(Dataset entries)
○ ○ ○ ○ ○ ○ ○
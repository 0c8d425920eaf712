use solana_sdk::{instruction::Instruction, pubkey::Pubkey, signature::Keypair, signer::Signer};
use spl_associated_token_account::{
    get_associated_token_address, instruction::create_associated_token_account_idempotent,
};
use std::collections::HashSet;
use std::sync::Arc;
use tracing::debug;

use crate::chunk::chunk;
use crate::config::BundlerConfig;
use crate::curve::{
    apply_margin, buy_max_cost, fetch_bonding_curve, fetch_global, sell_min_out, ReserveState,
    RunningTotals,
};
use crate::error::{BundlerError, Result};
use crate::ledger::Ledger;
use crate::lookup_table::dedup_addresses;
use crate::program::CurveProgram;

/// One wallet's leg of a batch. `amount` is lamports to spend on a buy and
/// base units to dispose of on a sell.
#[derive(Clone)]
pub struct TradeOrder {
    pub wallet: Arc<Keypair>,
    pub amount: u64,
}

impl TradeOrder {
    pub fn new(wallet: Arc<Keypair>, amount: u64) -> Self {
        Self { wallet, amount }
    }
}

/// Instructions of one transaction and the wallets that must sign it
/// besides the fee payer.
#[derive(Clone, Default)]
pub struct UnsignedTx {
    pub instructions: Vec<Instruction>,
    pub signers: Vec<Arc<Keypair>>,
}

impl UnsignedTx {
    fn add_signer(&mut self, wallet: &Arc<Keypair>) {
        if !self.signers.iter().any(|s| s.pubkey() == wallet.pubkey()) {
            self.signers.push(wallet.clone());
        }
    }
}

pub struct BatchPlan {
    pub groups: Vec<UnsignedTx>,
    pub totals: RunningTotals,
}

impl BatchPlan {
    /// Deduplicated union of every program and account the batch touches.
    pub fn referenced_addresses(&self) -> Vec<Pubkey> {
        let all: Vec<Pubkey> = self
            .groups
            .iter()
            .flat_map(|g| g.instructions.iter())
            .flat_map(|ix| std::iter::once(ix.program_id).chain(ix.accounts.iter().map(|m| m.pubkey)))
            .collect();
        dedup_addresses(&all)
    }
}

pub struct BatchBuilder {
    ledger: Arc<dyn Ledger>,
    program: CurveProgram,
    ata_group_size: usize,
    buy_slippage_bps: u64,
    sell_slippage_bps: u64,
    buy_safety_margin_bps: u64,
    sell_min_out_guard: u64,
}

impl BatchBuilder {
    pub fn new(ledger: Arc<dyn Ledger>, program: CurveProgram, config: &BundlerConfig) -> Self {
        Self {
            ledger,
            program,
            ata_group_size: config.ata_group_size.max(1),
            buy_slippage_bps: config.buy_slippage_bps,
            sell_slippage_bps: config.sell_slippage_bps,
            buy_safety_margin_bps: config.buy_safety_margin_bps,
            sell_min_out_guard: config.sell_min_out_guard,
        }
    }

    /// Prices each wallet against `reserves` in encountered order, so wallet N
    /// sees the curve already moved by wallets 1..N-1. Receiving accounts that
    /// already exist are not recreated.
    pub async fn build_buy_batch(
        &self,
        payer: &Pubkey,
        groups: &[Vec<TradeOrder>],
        mint: &Pubkey,
        reserves: &ReserveState,
    ) -> Result<BatchPlan> {
        let atas: Vec<Pubkey> = groups
            .iter()
            .flatten()
            .map(|o| get_associated_token_address(&o.wallet.pubkey(), mint))
            .collect();
        let existing = self.ledger.get_multiple_accounts(&atas).await?;
        let mut ready: HashSet<Pubkey> = atas
            .iter()
            .zip(&existing)
            .filter(|(_, account)| account.is_some())
            .map(|(ata, _)| *ata)
            .collect();
        let mut atas = atas.into_iter();

        let mut totals = RunningTotals::default();
        let mut plans = Vec::with_capacity(groups.len());
        for (index, group) in groups.iter().enumerate() {
            let mut tx = UnsignedTx::default();
            for order in group {
                let user = order.wallet.pubkey();
                if let Some(ata) = atas.next() {
                    if ready.insert(ata) {
                        tx.instructions.push(create_associated_token_account_idempotent(
                            payer,
                            &user,
                            mint,
                            &spl_token::id(),
                        ));
                    }
                }

                let (base_out, next) = reserves.chained_buy(order.amount, totals);
                totals = next;
                let amount = apply_margin(base_out, self.buy_safety_margin_bps);
                let max_cost = buy_max_cost(order.amount, self.buy_slippage_bps);
                debug!(group = index, %user, quote_in = order.amount, base_out, amount, max_cost, "buy leg");

                tx.instructions.push(self.program.buy_instruction(
                    mint,
                    &reserves.fee_recipient,
                    &user,
                    amount,
                    max_cost,
                )?);
                tx.add_signer(&order.wallet);
            }
            plans.push(tx);
        }
        Ok(BatchPlan { groups: plans, totals })
    }

    /// One wallet buying alone at `reserves`, paying for its own token account.
    /// No safety margin; the slippage ceiling is the only bound.
    pub async fn build_buy(
        &self,
        buyer: &Arc<Keypair>,
        mint: &Pubkey,
        quote_in: u64,
        reserves: &ReserveState,
    ) -> Result<UnsignedTx> {
        let user = buyer.pubkey();
        let ata = get_associated_token_address(&user, mint);
        let mut tx = UnsignedTx::default();
        if self.ledger.get_account(&ata).await?.is_none() {
            tx.instructions.push(create_associated_token_account_idempotent(
                &user,
                &user,
                mint,
                &spl_token::id(),
            ));
        }
        let base_out = reserves.price_for_buy(quote_in);
        let max_cost = buy_max_cost(quote_in, self.buy_slippage_bps);
        debug!(%user, quote_in, base_out, max_cost, "single buy");
        tx.instructions.push(self.program.buy_instruction(
            mint,
            &reserves.fee_recipient,
            &user,
            base_out,
            max_cost,
        )?);
        tx.add_signer(buyer);
        Ok(tx)
    }

    /// One wallet selling alone against the live curve.
    pub async fn build_sell(&self, seller: &Arc<Keypair>, mint: &Pubkey, base_in: u64) -> Result<UnsignedTx> {
        let groups = [vec![TradeOrder::new(seller.clone(), base_in)]];
        let plan = self.build_sell_batch(&groups, mint).await?;
        Ok(plan.groups.into_iter().next().unwrap_or_default())
    }

    /// Token accounts for every wallet that lacks one, `ata_group_size` per
    /// transaction, funded by `payer`. Groups with nothing to create are dropped.
    pub async fn build_ata_groups(
        &self,
        payer: &Pubkey,
        wallets: &[Pubkey],
        mint: &Pubkey,
    ) -> Result<Vec<UnsignedTx>> {
        let atas: Vec<Pubkey> = wallets
            .iter()
            .map(|w| get_associated_token_address(w, mint))
            .collect();
        let existing = self.ledger.get_multiple_accounts(&atas).await?;
        let mut seen = HashSet::with_capacity(atas.len());
        let missing: Vec<Pubkey> = wallets
            .iter()
            .zip(atas.iter().zip(&existing))
            .filter(|(_, (ata, account))| account.is_none() && seen.insert(**ata))
            .map(|(wallet, _)| *wallet)
            .collect();

        Ok(chunk(&missing, self.ata_group_size)
            .into_iter()
            .map(|group| UnsignedTx {
                instructions: group
                    .iter()
                    .map(|w| create_associated_token_account_idempotent(payer, w, mint, &spl_token::id()))
                    .collect(),
                signers: Vec::new(),
            })
            .collect())
    }

    /// Reads the live curve, then prices sells the same chained way as buys.
    pub async fn build_sell_batch(&self, groups: &[Vec<TradeOrder>], mint: &Pubkey) -> Result<BatchPlan> {
        let curve = fetch_bonding_curve(self.ledger.as_ref(), &self.program, mint)
            .await?
            .ok_or(BundlerError::CurveAccountMissing(*mint))?;
        if curve.complete {
            return Err(BundlerError::CurveComplete(*mint));
        }
        let global = fetch_global(self.ledger.as_ref(), &self.program).await?;
        let reserves = ReserveState::from_curve(&curve, &global);

        let mut totals = RunningTotals::default();
        let mut plans = Vec::with_capacity(groups.len());
        for (index, group) in groups.iter().enumerate() {
            let mut tx = UnsignedTx::default();
            for order in group {
                let user = order.wallet.pubkey();
                let (quote_out, next) = reserves.chained_sell(order.amount, totals);
                totals = next;
                let min_out = sell_min_out(quote_out, self.sell_slippage_bps, self.sell_min_out_guard);
                debug!(group = index, %user, base_in = order.amount, quote_out, min_out, "sell leg");

                tx.instructions.push(self.program.sell_instruction(
                    mint,
                    &reserves.fee_recipient,
                    &user,
                    order.amount,
                    min_out,
                )?);
                tx.add_signer(&order.wallet);
            }
            plans.push(tx);
        }
        Ok(BatchPlan { groups: plans, totals })
    }
}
○ ○ ○ ○ ○ ○ ○
Task: Between the first line of the entries above and the line with "the batch touches.", both included, copy every line exactly and nothing outside that range.

Finished task:
repository 0c8d425920eaf712
use solana_sdk::{instruction::Instruction, pubkey::Pubkey, signature::Keypair, signer::Signer};
use spl_associated_token_account::{
    get_associated_token_address, instruction::create_associated_token_account_idempotent,
};
use std::collections::HashSet;
use std::sync::Arc;
use tracing::debug;

use crate::chunk::chunk;
use crate::config::BundlerConfig;
use crate::curve::{
    apply_margin, buy_max_cost, fetch_bonding_curve, fetch_global, sell_min_out, ReserveState,
    RunningTotals,
};
use crate::error::{BundlerError, Result};
use crate::ledger::Ledger;
use crate::lookup_table::dedup_addresses;
use crate::program::CurveProgram;

/// One wallet's leg of a batch. `amount` is lamports to spend on a buy and
/// base units to dispose of on a sell.
#[derive(Clone)]
pub struct TradeOrder {
    pub wallet: Arc<Keypair>,
    pub amount: u64,
}

impl TradeOrder {
    pub fn new(wallet: Arc<Keypair>, amount: u64) -> Self {
        Self { wallet, amount }
    }
}

/// Instructions of one transaction and the wallets that must sign it
/// besides the fee payer.
#[derive(Clone, Default)]
pub struct UnsignedTx {
    pub instructions: Vec<Instruction>,
    pub signers: Vec<Arc<Keypair>>,
}

impl UnsignedTx {
    fn add_signer(&mut self, wallet: &Arc<Keypair>) {
        if !self.signers.iter().any(|s| s.pubkey() == wallet.pubkey()) {
            self.signers.push(wallet.clone());
        }
    }
}

pub struct BatchPlan {
    pub groups: Vec<UnsignedTx>,
    pub totals: RunningTotals,
}

impl BatchPlan {
    /// Deduplicated union of every program and account the batch touches.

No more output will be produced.